> Exercise description: Nothing past the line containing "Provides subcommands for" belongs in the output. Copy exactly every line of the data below from the first up to and including it.

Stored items
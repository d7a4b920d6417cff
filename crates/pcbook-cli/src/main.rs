// crates/pcbook-cli/src/main.rs
//
// CLI entrypoint for the pcbook laptop catalog client.
//
// Provides subcommands for creating sample laptops, searching the catalog,
// uploading laptop images, rating laptops, and logging in.

mod commands;
mod config;
mod output;
mod session;

use clap::{Parser, Subcommand};
use commands::create::CreateCmd;
use commands::rate::RateCmd;
use commands::search::SearchCmd;
use commands::upload::UploadCmd;
use config::{ClientConfig, ConnectArgs, Settings};
use output::OutputFormat;

/// pcbook CLI: client for the laptop catalog server.
#[derive(Parser, Debug)]
#[command(name = "pcbook", version = "0.1.0", about = "pcbook laptop catalog client")]
struct Cli {
    #[command(flatten)]
    connect: ConnectArgs,

    /// Print results as JSON instead of a table.
    #[arg(long, global = true)]
    json: bool,

    #[command(subcommand)]
    command: Commands,
}

/// Top-level subcommands.
#[derive(Debug, Subcommand)]
enum Commands {
    /// Create random sample laptops.
    Create(CreateCmd),

    /// Search laptops by price, CPU, and RAM.
    Search(SearchCmd),

    /// Upload an image for a laptop.
    Upload(UploadCmd),

    /// Rate laptops and print their running averages.
    Rate(RateCmd),

    /// Log in and print an access token.
    Login,
}

#[tokio::main]
async fn main() -> Result<(), Box<dyn std::error::Error>> {
    tracing_subscriber::fmt()
        .with_env_filter(
            tracing_subscriber::EnvFilter::try_from_default_env()
                .unwrap_or_else(|_| tracing_subscriber::EnvFilter::new("info")),
        )
        .with_writer(std::io::stderr)
        .init();

    let cli = Cli::parse();
    let settings = Settings::resolve(&cli.connect, ClientConfig::load_default());
    tracing::debug!("Connecting to {} as {}", settings.server, settings.username);

    match &cli.command {
        Commands::Create(cmd) => commands::create::run(cmd, &settings).await?,
        Commands::Search(cmd) => {
            commands::search::run(cmd, &settings, OutputFormat::from_flag(cli.json)).await?
        }
        Commands::Upload(cmd) => commands::upload::run(cmd, &settings).await?,
        Commands::Rate(cmd) => commands::rate::run(cmd, &settings).await?,
        Commands::Login => commands::login::run(&settings).await?,
    }

    Ok(())
}
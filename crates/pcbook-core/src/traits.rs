// crates/pcbook-core/src/traits.rs

use async_trait::async_trait;

use crate::context::CallContext;
use crate::error::CatalogError;
use crate::filter::Filter;
use crate::laptop::{Laptop, Rating};
use crate::user::User;

/// Receiver for laptops found by `LaptopStore::search`.
///
/// Returning an error stops the scan; the store surfaces that error.
#[async_trait]
pub trait LaptopSink: Send {
    async fn found(&mut self, laptop: Laptop) -> Result<(), CatalogError>;
}

/// Collecting into a Vec never fails.
#[async_trait]
impl LaptopSink for Vec<Laptop> {
    async fn found(&mut self, laptop: Laptop) -> Result<(), CatalogError> {
        self.push(laptop);
        Ok(())
    }
}

/// Trait for laptop catalog storage.
///
/// Implemented by pcbook-store (in-memory backend).
#[async_trait]
pub trait LaptopStore: Send + Sync {
    /// Save a copy of the laptop. Fails with `AlreadyExists` if the id is taken.
    async fn save(&self, laptop: &Laptop) -> Result<String, CatalogError>;

    /// Retrieve a copy of a laptop by id. Absence is `Ok(None)`.
    async fn find(&self, id: &str) -> Result<Option<Laptop>, CatalogError>;

    /// Hand every laptop matching `filter` to `sink`, checking `ctx` before
    /// each candidate.
    async fn search(
        &self,
        ctx: &CallContext,
        filter: &Filter,
        sink: &mut dyn LaptopSink,
    ) -> Result<(), CatalogError>;
}

/// Trait for laptop image storage.
///
/// Implemented by pcbook-store (disk backend).
#[async_trait]
pub trait ImageStore: Send + Sync {
    /// Persist an image for `laptop_id` and return its generated id.
    async fn save(
        &self,
        laptop_id: &str,
        image_type: &str,
        data: Vec<u8>,
    ) -> Result<String, CatalogError>;
}

/// Image types become part of a file name, so they may not contain path
/// separators or parent references.
pub fn check_image_type(image_type: &str) -> Result<(), CatalogError> {
    if image_type.contains(['/', '\\']) || image_type.contains("..") {
        return Err(CatalogError::InvalidArgument(format!(
            "invalid image type '{}'",
            image_type
        )));
    }
    Ok(())
}

/// Trait for laptop rating aggregates.
#[async_trait]
pub trait RatingStore: Send + Sync {
    /// Atomically add one score and return the updated aggregate.
    async fn add(&self, laptop_id: &str, score: f64) -> Result<Rating, CatalogError>;
}

/// Trait for credential storage.
#[async_trait]
pub trait UserStore: Send + Sync {
    /// Save a user. Fails with `AlreadyExists` if the username is taken.
    async fn save(&self, user: &User) -> Result<(), CatalogError>;

    /// Retrieve a user by username. Absence is `Ok(None)`.
    async fn find(&self, username: &str) -> Result<Option<User>, CatalogError>;
}
// crates/pcbook-core/src/laptop.rs
//
// Catalog messages: the Laptop record and its nested hardware descriptions.
//
// These are prost messages (standard protobuf wire format, no `.proto` file)
// so the RPC layer can carry them directly. They also derive serde so tests
// and the CLI can render them as JSON.

use serde::{Deserialize, Serialize};

// ---------------------------------------------------------------------------
// Memory
// ---------------------------------------------------------------------------

/// Unit of a memory quantity.
#[derive(
    Clone, Copy, Debug, PartialEq, Eq, Hash, PartialOrd, Ord, prost::Enumeration, Serialize, Deserialize,
)]
#[repr(i32)]
pub enum Unit {
    Unknown = 0,
    Bit = 1,
    Byte = 2,
    Kilobyte = 3,
    Megabyte = 4,
    Gigabyte = 5,
    Terabyte = 6,
}

impl Unit {
    /// Number of bits in one of this unit. `Unknown` counts as zero.
    pub fn bits(self) -> u64 {
        match self {
            Unit::Unknown => 0,
            Unit::Bit => 1,
            Unit::Byte => 8,
            Unit::Kilobyte => 8 << 10,
            Unit::Megabyte => 8 << 20,
            Unit::Gigabyte => 8 << 30,
            Unit::Terabyte => 8 << 40,
        }
    }
}

/// A memory or storage capacity.
#[derive(Clone, PartialEq, prost::Message, Serialize, Deserialize)]
pub struct Memory {
    #[prost(uint64, tag = "1")]
    pub value: u64,
    #[prost(enumeration = "Unit", tag = "2")]
    pub unit: i32,
}

impl Memory {
    pub fn new(value: u64, unit: Unit) -> Self {
        Self {
            value,
            unit: unit as i32,
        }
    }

    /// Normalise to bits so capacities in different units compare correctly.
    /// Saturates instead of overflowing for absurd terabyte counts.
    pub fn to_bits(&self) -> u64 {
        self.value.saturating_mul(self.unit().bits())
    }
}

// ---------------------------------------------------------------------------
// Components
// ---------------------------------------------------------------------------

#[derive(Clone, PartialEq, prost::Message, Serialize, Deserialize)]
pub struct Cpu {
    #[prost(string, tag = "1")]
    pub brand: String,
    #[prost(string, tag = "2")]
    pub name: String,
    #[prost(uint32, tag = "3")]
    pub number_cores: u32,
    #[prost(uint32, tag = "4")]
    pub number_threads: u32,
    #[prost(double, tag = "5")]
    pub min_ghz: f64,
    #[prost(double, tag = "6")]
    pub max_ghz: f64,
}

#[derive(Clone, PartialEq, prost::Message, Serialize, Deserialize)]
pub struct Gpu {
    #[prost(string, tag = "1")]
    pub brand: String,
    #[prost(string, tag = "2")]
    pub name: String,
    #[prost(double, tag = "3")]
    pub min_ghz: f64,
    #[prost(double, tag = "4")]
    pub max_ghz: f64,
    #[prost(message, optional, tag = "5")]
    pub memory: Option<Memory>,
}

#[derive(
    Clone, Copy, Debug, PartialEq, Eq, Hash, PartialOrd, Ord, prost::Enumeration, Serialize, Deserialize,
)]
#[repr(i32)]
pub enum Driver {
    Unknown = 0,
    Hdd = 1,
    Ssd = 2,
}

#[derive(Clone, PartialEq, prost::Message, Serialize, Deserialize)]
pub struct Storage {
    #[prost(enumeration = "Driver", tag = "1")]
    pub driver: i32,
    #[prost(message, optional, tag = "2")]
    pub memory: Option<Memory>,
}

#[derive(
    Clone, Copy, Debug, PartialEq, Eq, Hash, PartialOrd, Ord, prost::Enumeration, Serialize, Deserialize,
)]
#[repr(i32)]
pub enum Panel {
    Unknown = 0,
    Ips = 1,
    Oled = 2,
}

#[derive(Clone, PartialEq, prost::Message, Serialize, Deserialize)]
pub struct Resolution {
    #[prost(uint32, tag = "1")]
    pub width: u32,
    #[prost(uint32, tag = "2")]
    pub height: u32,
}

#[derive(Clone, PartialEq, prost::Message, Serialize, Deserialize)]
pub struct Screen {
    #[prost(float, tag = "1")]
    pub size_inch: f32,
    #[prost(message, optional, tag = "2")]
    pub resolution: Option<Resolution>,
    #[prost(enumeration = "Panel", tag = "3")]
    pub panel: i32,
    #[prost(bool, tag = "4")]
    pub multitouch: bool,
}

#[derive(
    Clone, Copy, Debug, PartialEq, Eq, Hash, PartialOrd, Ord, prost::Enumeration, Serialize, Deserialize,
)]
#[repr(i32)]
pub enum Layout {
    Unknown = 0,
    Qwerty = 1,
    Qwertz = 2,
    Azerty = 3,
}

#[derive(Clone, PartialEq, prost::Message, Serialize, Deserialize)]
pub struct Keyboard {
    #[prost(enumeration = "Layout", tag = "1")]
    pub layout: i32,
    #[prost(bool, tag = "2")]
    pub backlit: bool,
}

// ---------------------------------------------------------------------------
// Laptop
// ---------------------------------------------------------------------------

/// Weight of a laptop, in whichever unit the seller reported.
#[derive(Clone, PartialEq, prost::Oneof, Serialize, Deserialize)]
pub enum Weight {
    #[prost(double, tag = "10")]
    WeightKg(f64),
    #[prost(double, tag = "11")]
    WeightLb(f64),
}

/// A catalog item.
///
/// `id` is a UUID string. An empty id on a create request asks the server to
/// generate one.
#[derive(Clone, PartialEq, prost::Message, Serialize, Deserialize)]
pub struct Laptop {
    #[prost(string, tag = "1")]
    pub id: String,
    #[prost(string, tag = "2")]
    pub brand: String,
    #[prost(string, tag = "3")]
    pub name: String,
    #[prost(message, optional, tag = "4")]
    pub cpu: Option<Cpu>,
    #[prost(message, optional, tag = "5")]
    pub ram: Option<Memory>,
    #[prost(message, repeated, tag = "6")]
    pub gpus: Vec<Gpu>,
    #[prost(message, repeated, tag = "7")]
    pub storages: Vec<Storage>,
    #[prost(message, optional, tag = "8")]
    pub screen: Option<Screen>,
    #[prost(message, optional, tag = "9")]
    pub keyboard: Option<Keyboard>,
    #[prost(oneof = "Weight", tags = "10, 11")]
    pub weight: Option<Weight>,
    #[prost(double, tag = "12")]
    pub price_usd: f64,
    #[prost(uint32, tag = "13")]
    pub release_year: u32,
    /// Last update time, unix seconds.
    #[prost(int64, tag = "14")]
    pub updated_at: i64,
}

impl Laptop {
    /// CPU core count, zero when the CPU is not described.
    pub fn cpu_cores(&self) -> u32 {
        self.cpu.as_ref().map(|c| c.number_cores).unwrap_or(0)
    }

    /// CPU base clock, zero when the CPU is not described.
    pub fn cpu_min_ghz(&self) -> f64 {
        self.cpu.as_ref().map(|c| c.min_ghz).unwrap_or(0.0)
    }

    /// Installed RAM in bits, zero when not described.
    pub fn ram_bits(&self) -> u64 {
        self.ram.as_ref().map(Memory::to_bits).unwrap_or(0)
    }
}

// ---------------------------------------------------------------------------
// Rating
// ---------------------------------------------------------------------------

/// Running rating aggregate for one laptop.
#[derive(Debug, Clone, Copy, Default, PartialEq, Serialize, Deserialize)]
pub struct Rating {
    pub count: u32,
    pub sum: f64,
}

impl Rating {
    /// Mean score, zero before the first rating.
    pub fn average(&self) -> f64 {
        if self.count == 0 {
            return 0.0;
        }
        self.sum / self.count as f64
    }
}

> Result of this task:
repository d7a4b920d6417cff
filename crates/pcbook-cli/src/main.rs
// crates/pcbook-cli/src/main.rs
//
// CLI entrypoint for the pcbook laptop catalog client.
//
// Provides subcommands for creating sample laptops, searching the catalog,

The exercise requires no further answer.